#### EXERCISE PROMPT
The lines wanted run from the first one below through the one with "combined log output.". Return them exactly.
BEGIN MATERIAL PROVIDED
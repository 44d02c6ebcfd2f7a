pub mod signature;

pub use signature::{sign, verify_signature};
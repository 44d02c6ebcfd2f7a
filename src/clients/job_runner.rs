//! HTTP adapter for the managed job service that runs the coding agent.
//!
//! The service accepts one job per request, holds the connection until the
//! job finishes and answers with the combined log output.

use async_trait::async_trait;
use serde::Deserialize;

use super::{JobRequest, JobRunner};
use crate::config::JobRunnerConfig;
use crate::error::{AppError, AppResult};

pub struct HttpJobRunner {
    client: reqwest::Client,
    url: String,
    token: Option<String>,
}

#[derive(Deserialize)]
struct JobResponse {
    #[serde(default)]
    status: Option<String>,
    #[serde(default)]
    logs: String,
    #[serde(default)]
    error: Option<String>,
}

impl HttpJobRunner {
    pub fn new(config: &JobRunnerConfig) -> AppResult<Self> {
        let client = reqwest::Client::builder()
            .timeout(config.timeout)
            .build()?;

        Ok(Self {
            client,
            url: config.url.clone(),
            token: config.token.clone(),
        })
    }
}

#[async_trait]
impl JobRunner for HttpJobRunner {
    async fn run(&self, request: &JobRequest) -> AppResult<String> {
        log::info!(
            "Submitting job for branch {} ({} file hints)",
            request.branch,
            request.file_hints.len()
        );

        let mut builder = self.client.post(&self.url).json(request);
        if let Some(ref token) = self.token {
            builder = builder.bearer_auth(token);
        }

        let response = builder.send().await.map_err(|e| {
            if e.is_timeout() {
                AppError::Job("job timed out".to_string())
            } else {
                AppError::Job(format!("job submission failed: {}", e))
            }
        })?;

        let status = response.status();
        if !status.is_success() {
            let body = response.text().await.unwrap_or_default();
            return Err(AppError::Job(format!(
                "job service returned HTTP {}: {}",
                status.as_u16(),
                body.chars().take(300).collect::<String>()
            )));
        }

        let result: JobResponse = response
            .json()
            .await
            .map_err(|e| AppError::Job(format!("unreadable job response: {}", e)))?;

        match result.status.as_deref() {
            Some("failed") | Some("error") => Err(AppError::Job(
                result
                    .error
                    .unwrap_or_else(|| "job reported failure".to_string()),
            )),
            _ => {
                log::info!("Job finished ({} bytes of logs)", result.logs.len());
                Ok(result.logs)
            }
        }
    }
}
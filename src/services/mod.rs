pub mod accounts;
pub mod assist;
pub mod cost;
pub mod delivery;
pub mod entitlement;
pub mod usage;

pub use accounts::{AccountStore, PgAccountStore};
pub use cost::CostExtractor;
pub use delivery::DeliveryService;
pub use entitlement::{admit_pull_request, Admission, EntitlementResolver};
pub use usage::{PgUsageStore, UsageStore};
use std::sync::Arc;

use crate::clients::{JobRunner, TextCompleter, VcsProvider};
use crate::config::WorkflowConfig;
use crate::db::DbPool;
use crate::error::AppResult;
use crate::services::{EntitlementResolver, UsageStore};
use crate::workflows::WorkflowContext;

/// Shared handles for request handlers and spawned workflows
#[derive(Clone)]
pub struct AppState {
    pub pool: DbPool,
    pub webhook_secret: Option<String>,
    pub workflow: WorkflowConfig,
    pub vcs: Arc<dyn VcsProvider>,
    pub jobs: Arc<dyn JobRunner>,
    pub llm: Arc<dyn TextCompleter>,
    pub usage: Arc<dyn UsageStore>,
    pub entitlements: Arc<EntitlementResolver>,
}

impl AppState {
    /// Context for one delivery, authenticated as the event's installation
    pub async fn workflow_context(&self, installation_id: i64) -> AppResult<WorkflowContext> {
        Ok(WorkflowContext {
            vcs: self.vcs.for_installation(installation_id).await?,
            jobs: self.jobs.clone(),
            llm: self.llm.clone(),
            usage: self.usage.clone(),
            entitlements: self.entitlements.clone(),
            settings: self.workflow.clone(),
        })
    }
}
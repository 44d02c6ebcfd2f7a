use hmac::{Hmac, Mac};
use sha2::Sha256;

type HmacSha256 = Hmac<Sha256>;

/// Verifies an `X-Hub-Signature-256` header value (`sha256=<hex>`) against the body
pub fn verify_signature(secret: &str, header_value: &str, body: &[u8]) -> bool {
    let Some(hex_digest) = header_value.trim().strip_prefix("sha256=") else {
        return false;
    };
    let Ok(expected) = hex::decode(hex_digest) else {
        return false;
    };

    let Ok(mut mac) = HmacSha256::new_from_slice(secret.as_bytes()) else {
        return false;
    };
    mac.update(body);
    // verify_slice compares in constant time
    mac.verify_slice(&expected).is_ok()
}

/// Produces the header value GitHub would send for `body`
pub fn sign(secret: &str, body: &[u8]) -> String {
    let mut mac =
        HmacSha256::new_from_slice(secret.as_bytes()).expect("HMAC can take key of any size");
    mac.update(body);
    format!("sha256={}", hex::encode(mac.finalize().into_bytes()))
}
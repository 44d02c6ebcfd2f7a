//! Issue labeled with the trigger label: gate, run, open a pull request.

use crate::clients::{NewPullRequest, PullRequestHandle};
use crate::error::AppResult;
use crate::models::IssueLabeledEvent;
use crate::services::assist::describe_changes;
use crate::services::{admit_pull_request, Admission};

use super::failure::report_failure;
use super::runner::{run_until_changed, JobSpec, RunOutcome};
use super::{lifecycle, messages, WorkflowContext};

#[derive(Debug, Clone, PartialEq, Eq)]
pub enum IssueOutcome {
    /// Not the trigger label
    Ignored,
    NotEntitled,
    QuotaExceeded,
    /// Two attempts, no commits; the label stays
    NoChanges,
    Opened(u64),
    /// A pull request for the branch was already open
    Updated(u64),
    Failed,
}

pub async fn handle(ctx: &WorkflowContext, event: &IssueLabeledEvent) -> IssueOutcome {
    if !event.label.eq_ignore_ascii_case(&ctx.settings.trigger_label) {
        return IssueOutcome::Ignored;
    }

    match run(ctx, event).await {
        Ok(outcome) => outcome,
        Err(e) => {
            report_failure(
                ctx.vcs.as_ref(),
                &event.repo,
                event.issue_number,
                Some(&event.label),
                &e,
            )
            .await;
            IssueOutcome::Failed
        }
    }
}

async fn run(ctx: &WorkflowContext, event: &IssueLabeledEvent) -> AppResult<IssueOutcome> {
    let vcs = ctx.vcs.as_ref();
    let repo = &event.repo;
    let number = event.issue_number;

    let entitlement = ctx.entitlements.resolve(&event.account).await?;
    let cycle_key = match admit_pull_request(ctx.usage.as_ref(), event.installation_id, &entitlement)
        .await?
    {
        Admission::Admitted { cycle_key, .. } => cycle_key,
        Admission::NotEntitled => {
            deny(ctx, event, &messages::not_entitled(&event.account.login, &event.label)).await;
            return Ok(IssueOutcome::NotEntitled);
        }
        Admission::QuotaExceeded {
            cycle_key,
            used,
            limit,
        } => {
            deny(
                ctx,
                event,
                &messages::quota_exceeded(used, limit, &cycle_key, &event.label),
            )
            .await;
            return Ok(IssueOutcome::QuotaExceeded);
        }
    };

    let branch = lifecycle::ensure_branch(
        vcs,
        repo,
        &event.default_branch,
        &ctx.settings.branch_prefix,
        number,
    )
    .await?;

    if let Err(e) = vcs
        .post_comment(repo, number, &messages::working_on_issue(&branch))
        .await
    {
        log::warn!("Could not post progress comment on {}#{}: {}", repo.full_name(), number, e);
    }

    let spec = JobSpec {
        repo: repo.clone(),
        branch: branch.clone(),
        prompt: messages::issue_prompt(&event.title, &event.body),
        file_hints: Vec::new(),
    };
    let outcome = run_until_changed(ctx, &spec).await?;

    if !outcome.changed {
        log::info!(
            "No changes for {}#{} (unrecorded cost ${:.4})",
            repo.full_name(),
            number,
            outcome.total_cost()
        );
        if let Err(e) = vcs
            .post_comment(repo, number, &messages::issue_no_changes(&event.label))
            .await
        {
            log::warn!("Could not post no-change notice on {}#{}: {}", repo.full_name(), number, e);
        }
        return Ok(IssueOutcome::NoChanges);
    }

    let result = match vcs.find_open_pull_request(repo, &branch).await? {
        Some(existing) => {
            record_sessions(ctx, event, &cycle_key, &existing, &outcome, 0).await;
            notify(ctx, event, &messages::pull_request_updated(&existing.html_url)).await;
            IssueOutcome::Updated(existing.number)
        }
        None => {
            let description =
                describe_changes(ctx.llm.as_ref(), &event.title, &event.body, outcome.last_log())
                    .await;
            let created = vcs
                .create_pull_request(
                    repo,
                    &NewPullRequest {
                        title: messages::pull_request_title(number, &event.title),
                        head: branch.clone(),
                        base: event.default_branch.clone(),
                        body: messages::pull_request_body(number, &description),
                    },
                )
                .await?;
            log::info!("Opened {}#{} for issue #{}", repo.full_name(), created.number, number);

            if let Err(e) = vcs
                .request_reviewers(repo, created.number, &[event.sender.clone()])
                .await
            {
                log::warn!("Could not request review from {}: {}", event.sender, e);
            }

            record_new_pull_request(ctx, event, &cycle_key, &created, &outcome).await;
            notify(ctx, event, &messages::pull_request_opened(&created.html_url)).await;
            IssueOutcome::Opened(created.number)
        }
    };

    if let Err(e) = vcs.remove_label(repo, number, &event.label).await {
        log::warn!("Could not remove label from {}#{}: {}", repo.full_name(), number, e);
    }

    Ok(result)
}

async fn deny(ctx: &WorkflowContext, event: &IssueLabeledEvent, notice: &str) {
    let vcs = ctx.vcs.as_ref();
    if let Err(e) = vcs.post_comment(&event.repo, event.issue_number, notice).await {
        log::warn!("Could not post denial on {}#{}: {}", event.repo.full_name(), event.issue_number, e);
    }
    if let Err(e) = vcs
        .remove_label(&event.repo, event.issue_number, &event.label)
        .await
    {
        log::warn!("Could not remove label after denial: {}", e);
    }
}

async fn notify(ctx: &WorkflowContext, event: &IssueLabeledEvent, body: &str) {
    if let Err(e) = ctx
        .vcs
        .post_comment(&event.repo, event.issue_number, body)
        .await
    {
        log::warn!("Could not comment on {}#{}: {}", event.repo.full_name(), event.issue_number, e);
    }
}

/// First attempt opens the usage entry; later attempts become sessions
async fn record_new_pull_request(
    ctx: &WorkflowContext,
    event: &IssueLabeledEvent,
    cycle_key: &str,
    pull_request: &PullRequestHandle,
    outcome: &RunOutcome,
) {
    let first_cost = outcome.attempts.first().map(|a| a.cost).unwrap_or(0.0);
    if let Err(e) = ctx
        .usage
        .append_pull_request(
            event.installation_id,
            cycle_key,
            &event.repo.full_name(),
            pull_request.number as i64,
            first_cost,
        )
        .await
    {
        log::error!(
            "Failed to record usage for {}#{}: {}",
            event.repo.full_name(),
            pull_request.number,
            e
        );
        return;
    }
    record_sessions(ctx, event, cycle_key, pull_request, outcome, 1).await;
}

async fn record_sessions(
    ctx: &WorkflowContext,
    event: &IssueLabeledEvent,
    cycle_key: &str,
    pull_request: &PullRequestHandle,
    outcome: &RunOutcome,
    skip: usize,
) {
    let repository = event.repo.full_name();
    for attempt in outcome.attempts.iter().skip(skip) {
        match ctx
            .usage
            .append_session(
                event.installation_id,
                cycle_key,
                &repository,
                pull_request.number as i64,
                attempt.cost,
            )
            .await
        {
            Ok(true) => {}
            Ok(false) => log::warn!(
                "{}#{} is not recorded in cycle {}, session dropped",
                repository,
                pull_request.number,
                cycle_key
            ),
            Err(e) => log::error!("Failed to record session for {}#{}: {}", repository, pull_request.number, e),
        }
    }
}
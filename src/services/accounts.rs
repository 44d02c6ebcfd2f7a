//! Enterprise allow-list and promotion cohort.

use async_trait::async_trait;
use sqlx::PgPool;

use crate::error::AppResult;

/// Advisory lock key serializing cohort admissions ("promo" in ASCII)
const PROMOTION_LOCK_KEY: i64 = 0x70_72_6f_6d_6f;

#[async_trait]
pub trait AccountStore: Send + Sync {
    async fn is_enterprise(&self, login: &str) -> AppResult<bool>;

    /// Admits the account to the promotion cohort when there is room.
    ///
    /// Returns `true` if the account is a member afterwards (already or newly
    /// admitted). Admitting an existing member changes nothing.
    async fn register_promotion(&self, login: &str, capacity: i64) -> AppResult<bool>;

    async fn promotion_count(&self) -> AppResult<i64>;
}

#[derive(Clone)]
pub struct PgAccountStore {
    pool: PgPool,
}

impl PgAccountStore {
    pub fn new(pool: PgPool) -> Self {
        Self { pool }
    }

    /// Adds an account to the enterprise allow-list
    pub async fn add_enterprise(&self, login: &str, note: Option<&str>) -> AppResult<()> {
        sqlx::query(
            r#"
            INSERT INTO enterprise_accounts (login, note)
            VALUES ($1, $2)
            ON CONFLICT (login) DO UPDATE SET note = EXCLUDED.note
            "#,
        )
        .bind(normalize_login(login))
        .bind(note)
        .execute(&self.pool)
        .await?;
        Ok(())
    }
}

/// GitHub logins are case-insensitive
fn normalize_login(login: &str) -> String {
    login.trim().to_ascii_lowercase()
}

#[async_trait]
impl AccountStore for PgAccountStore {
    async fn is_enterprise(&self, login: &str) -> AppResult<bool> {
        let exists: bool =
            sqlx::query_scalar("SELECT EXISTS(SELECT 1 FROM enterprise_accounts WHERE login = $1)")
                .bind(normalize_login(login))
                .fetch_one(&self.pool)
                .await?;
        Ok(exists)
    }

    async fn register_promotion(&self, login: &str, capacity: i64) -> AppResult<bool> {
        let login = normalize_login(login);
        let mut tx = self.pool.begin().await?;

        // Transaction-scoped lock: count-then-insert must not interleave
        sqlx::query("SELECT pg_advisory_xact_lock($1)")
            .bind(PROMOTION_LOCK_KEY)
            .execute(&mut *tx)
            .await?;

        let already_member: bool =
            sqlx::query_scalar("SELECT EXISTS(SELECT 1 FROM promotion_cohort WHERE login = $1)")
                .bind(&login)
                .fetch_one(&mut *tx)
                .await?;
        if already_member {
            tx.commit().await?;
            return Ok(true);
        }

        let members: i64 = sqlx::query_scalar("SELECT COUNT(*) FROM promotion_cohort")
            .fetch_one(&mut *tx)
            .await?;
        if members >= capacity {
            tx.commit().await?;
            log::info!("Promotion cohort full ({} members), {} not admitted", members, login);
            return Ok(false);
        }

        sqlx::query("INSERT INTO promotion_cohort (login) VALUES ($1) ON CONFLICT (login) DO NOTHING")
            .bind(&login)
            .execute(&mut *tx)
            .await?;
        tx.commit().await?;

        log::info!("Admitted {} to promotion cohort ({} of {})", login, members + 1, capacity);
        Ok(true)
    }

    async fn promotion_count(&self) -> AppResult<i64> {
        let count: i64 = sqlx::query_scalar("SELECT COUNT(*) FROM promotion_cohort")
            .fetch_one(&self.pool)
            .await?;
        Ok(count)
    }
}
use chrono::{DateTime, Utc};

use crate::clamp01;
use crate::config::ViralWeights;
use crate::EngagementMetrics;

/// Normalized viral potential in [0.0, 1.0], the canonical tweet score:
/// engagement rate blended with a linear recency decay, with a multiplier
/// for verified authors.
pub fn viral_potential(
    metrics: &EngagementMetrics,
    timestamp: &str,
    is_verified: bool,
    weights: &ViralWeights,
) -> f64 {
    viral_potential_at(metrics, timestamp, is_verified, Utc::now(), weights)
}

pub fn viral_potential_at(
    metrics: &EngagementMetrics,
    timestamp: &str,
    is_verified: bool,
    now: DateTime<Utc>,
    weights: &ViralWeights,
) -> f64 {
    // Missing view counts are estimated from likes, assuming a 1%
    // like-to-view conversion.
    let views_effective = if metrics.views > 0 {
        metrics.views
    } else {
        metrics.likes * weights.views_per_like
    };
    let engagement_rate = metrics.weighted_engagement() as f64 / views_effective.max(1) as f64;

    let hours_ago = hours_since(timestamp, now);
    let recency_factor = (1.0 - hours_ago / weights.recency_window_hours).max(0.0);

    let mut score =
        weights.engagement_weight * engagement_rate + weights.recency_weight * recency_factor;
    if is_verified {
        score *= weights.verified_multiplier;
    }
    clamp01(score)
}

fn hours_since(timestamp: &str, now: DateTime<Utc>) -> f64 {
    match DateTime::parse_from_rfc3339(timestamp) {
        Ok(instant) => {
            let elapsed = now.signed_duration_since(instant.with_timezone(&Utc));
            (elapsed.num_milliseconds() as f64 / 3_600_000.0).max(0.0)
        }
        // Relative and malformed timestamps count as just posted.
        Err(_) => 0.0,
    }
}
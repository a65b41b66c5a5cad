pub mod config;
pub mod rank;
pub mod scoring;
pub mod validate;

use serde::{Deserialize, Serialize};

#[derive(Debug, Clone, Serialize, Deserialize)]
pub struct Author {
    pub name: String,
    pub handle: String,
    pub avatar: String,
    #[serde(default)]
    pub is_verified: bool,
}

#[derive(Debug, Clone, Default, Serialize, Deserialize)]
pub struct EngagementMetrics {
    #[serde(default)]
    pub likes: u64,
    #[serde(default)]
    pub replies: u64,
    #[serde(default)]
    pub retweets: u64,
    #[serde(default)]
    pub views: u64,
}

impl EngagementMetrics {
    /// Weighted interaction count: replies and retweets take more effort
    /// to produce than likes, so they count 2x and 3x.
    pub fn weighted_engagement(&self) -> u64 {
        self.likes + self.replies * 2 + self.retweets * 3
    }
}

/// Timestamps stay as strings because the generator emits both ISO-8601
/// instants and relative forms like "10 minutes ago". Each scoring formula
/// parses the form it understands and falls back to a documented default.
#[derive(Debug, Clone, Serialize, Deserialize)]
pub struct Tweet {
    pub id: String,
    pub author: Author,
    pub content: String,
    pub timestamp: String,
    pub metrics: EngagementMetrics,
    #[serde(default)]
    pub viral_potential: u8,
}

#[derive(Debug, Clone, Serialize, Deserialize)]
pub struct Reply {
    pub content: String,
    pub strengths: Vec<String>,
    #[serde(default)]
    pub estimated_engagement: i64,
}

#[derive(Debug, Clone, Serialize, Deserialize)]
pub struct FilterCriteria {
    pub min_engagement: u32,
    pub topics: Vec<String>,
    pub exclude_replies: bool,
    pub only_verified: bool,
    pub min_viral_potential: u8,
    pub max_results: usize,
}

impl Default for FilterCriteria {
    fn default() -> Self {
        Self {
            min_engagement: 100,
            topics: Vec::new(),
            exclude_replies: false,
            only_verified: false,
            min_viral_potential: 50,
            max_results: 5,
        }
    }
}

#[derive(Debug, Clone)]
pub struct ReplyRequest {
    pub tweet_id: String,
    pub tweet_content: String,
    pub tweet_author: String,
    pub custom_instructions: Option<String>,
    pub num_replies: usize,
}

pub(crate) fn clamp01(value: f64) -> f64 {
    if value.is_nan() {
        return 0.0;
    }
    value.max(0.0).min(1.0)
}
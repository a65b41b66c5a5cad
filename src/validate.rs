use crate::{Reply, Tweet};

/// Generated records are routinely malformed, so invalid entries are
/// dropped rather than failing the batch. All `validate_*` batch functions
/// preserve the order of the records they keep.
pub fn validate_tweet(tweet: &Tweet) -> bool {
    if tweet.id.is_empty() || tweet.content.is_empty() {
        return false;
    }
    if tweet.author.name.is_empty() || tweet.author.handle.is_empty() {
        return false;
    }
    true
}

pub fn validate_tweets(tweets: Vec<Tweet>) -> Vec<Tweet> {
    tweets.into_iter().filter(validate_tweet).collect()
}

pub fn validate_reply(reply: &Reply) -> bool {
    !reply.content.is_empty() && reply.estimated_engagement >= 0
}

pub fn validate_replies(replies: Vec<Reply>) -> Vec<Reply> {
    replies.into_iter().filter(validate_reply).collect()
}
END MATERIAL PROVIDED
#### SOLUTION TO THE EXERCISE
repository 44d02c6ebcfd2f7a
pub mod signature;

pub use signature::{sign, verify_signature};
repository 44d02c6ebcfd2f7a
filename src/clients/job_runner.rs
//! HTTP adapter for the managed job service that runs the coding agent.
//!
//! The service accepts one job per request, holds the connection until the
//! job finishes and answers with the combined log output.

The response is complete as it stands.